O Presidente da República da Guiné, Mamadi Doumbouya, de 41 anos, demitiu mais de 170 soldados por "deserção", incluindo um coronel que o ajudou a tomar o poder num golpe de Estado em 2021. O coronel Michel Lamah era membro do Grupo de Forças Especiais (GFS), a unidade de elite do Exército que Doumbouya comandou.
Quando derrubou o Presidente Alpha Condé, Doumbouya disse que não iria se candidatar e que iria entregar o poder a civis. Renegou essa promessa e concorreu às eleições de Dezembro, que venceu com uma vitória esmagadora. As demissões, anunciadas num decreto na televisão estatal, são consideradas parte dos esforços contínuos do Presidente para consolidar o seu controlo e evitar possíveis desafios à sua liderança.

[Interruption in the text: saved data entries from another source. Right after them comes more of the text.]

//! Voucher instance sources
//!
//! `MongoVoucherSource` opens its client per call so every network step of
//! a run happens inside the run's deadline.

use super::decode::{decode_voucher_instance, parse_voucher_id};
use crate::config::DocumentStoreConfig;
use crate::error::{Error, Result};
use crate::types::VoucherInstance;
use async_trait::async_trait;
use bson::{doc, Document};
use futures::TryStreamExt;
use mongodb::options::{AuthMechanism, ClientOptions, Credential};
use mongodb::{Client, Collection};
use std::str::FromStr;
use std::time::Duration;

/// Source of voucher instances for one parent voucher
#[async_trait]
pub trait VoucherSource: Send + Sync {
    /// Human-readable source name for logs and errors
    fn name(&self) -> &str;

    /// Verify the store is reachable
    async fn check(&self) -> Result<()>;

    /// Fetch every instance of `voucher_id`, in store scan order
    ///
    /// Fails as a whole if any single document cannot be decoded.
    async fn fetch_instances(&self, voucher_id: &str) -> Result<Vec<VoucherInstance>>;
}

// ============================================================================
// MongoDB
// ============================================================================

const MONGO_SOURCE: &str = "MongoDB";

/// MongoDB-backed voucher source
pub struct MongoVoucherSource {
    config: DocumentStoreConfig,
    timeout: Duration,
}

impl MongoVoucherSource {
    /// Create a source; no connection is made until first use
    pub fn new(config: DocumentStoreConfig, timeout: Duration) -> Self {
        Self { config, timeout }
    }

    /// Build client options from config
    async fn client_options(&self) -> Result<ClientOptions> {
        let mut options = ClientOptions::parse(&self.config.uri)
            .await
            .map_err(|e| Error::unavailable(MONGO_SOURCE, format!("Invalid MongoDB URI: {e}")))?;

        if let Some(username) = &self.config.username {
            let mechanism = AuthMechanism::from_str(&self.config.auth_mechanism).map_err(|e| {
                Error::invalid_value("document_store.auth_mechanism", e.to_string())
            })?;

            options.credential = Some(
                Credential::builder()
                    .username(username.clone())
                    .password(self.config.password.clone())
                    .source(self.config.auth_source.clone())
                    .mechanism(mechanism)
                    .build(),
            );
        }

        options.app_name = Some(crate::NAME.to_string());
        options.connect_timeout = Some(self.timeout);
        options.server_selection_timeout = Some(self.timeout);

        Ok(options)
    }

    /// Connect and ping the primary
    async fn connect(&self) -> Result<Client> {
        let options = self.client_options().await?;
        let client = Client::with_options(options)
            .map_err(|e| Error::unavailable(MONGO_SOURCE, format!("Failed to create client: {e}")))?;

        client
            .database("admin")
            .run_command(doc! { "ping": 1 }, None)
            .await
            .map_err(|e| Error::unavailable(MONGO_SOURCE, format!("Ping failed: {e}")))?;

        tracing::info!(
            "Connected to MongoDB ({}.{})",
            self.config.database,
            self.config.collection
        );

        Ok(client)
    }

    fn collection(&self, client: &Client) -> Collection<Document> {
        client
            .database(&self.config.database)
            .collection::<Document>(&self.config.collection)
    }
}

#[async_trait]
impl VoucherSource for MongoVoucherSource {
    fn name(&self) -> &str {
        MONGO_SOURCE
    }

    async fn check(&self) -> Result<()> {
        self.connect().await.map(|_| ())
    }

    async fn fetch_instances(&self, voucher_id: &str) -> Result<Vec<VoucherInstance>> {
        let oid = parse_voucher_id(voucher_id)?;
        let client = self.connect().await?;
        let collection = self.collection(&client);

        let filter = doc! { "voucherId": oid };
        tracing::debug!("Querying {} with filter {}", self.config.collection, filter);

        let cursor = collection
            .find(filter, None)
            .await
            .map_err(|e| Error::unavailable(MONGO_SOURCE, format!("Query failed: {e}")))?;

        let documents: Vec<Document> = cursor
            .try_collect()
            .await
            .map_err(|e| Error::unavailable(MONGO_SOURCE, format!("Cursor failed: {e}")))?;
        let instances = decode_instances(documents, &oid.to_hex())?;

        tracing::debug!(
            "Decoded {} documents for voucher {voucher_id}",
            instances.len()
        );

        Ok(instances)
    }
}

/// Decode documents in order, failing on the first bad one
pub(super) fn decode_instances(
    documents: impl IntoIterator<Item = Document>,
    voucher_id: &str,
) -> Result<Vec<VoucherInstance>> {
    documents
        .into_iter()
        .map(|document| {
            let instance = decode_voucher_instance(document)?;
            ensure_parent(&instance, voucher_id)?;
            Ok(instance)
        })
        .collect()
}

/// Every returned instance must belong to the requested voucher
pub(super) fn ensure_parent(instance: &VoucherInstance, voucher_id: &str) -> Result<()> {
    if instance.voucher_id.eq_ignore_ascii_case(voucher_id) {
        Ok(())
    } else {
        Err(Error::malformed(
            &instance.id,
            format!(
                "voucherId {} does not match requested voucher {voucher_id}",
                instance.voucher_id
            ),
        ))
    }
}

// ============================================================================
// In-memory
// ============================================================================

/// Voucher source backed by a fixed list of instances
#[derive(Debug, Clone, Default)]
pub struct MemoryVoucherSource {
    instances: Vec<VoucherInstance>,
}

impl MemoryVoucherSource {
    /// Create a source over the given instances
    pub fn new(instances: Vec<VoucherInstance>) -> Self {
        Self { instances }
    }
}

#[async_trait]
impl VoucherSource for MemoryVoucherSource {
    fn name(&self) -> &str {
        "memory"
    }

    async fn check(&self) -> Result<()> {
        Ok(())
    }

    async fn fetch_instances(&self, voucher_id: &str) -> Result<Vec<VoucherInstance>> {
        Ok(self
            .instances
            .iter()
            .filter(|i| i.voucher_id.eq_ignore_ascii_case(voucher_id))
            .cloned()
            .collect())
    }
}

Os demitidos pertenciam a vários ramos das Forças Armadas. Não foram divulgados quaisquer detalhes sobre as circunstâncias das alegadas deserções dos 173 militares quando o general Amara Camara, porta-voz do Presidente, leu o Decreto na segunda-feira. Da camuflagem aos factos de treino, o líder da Junta Militar da República da Guiné torna-se presidente civil.
O coronel Lamah chamou a atenção do público durante o golpe de Setembro de 2021, quando foi fotografado num veículo que transportava o deposto Presidente Condé. As tropas invadiram o Palácio Presidencial e prenderam Condé, que tinha sido reeleito no ano anterior para um polémico terceiro mandato, no meio de violentos protestos.
Desde o golpe, o país tem assistido a uma repressão de muitas liberdades civis. Os meios de comunicação social foram encerrados, os protestos foram proibidos e alguns partidos políticos foram suspensos, enquanto activistas e figuras da oposição foram presos ou exilados.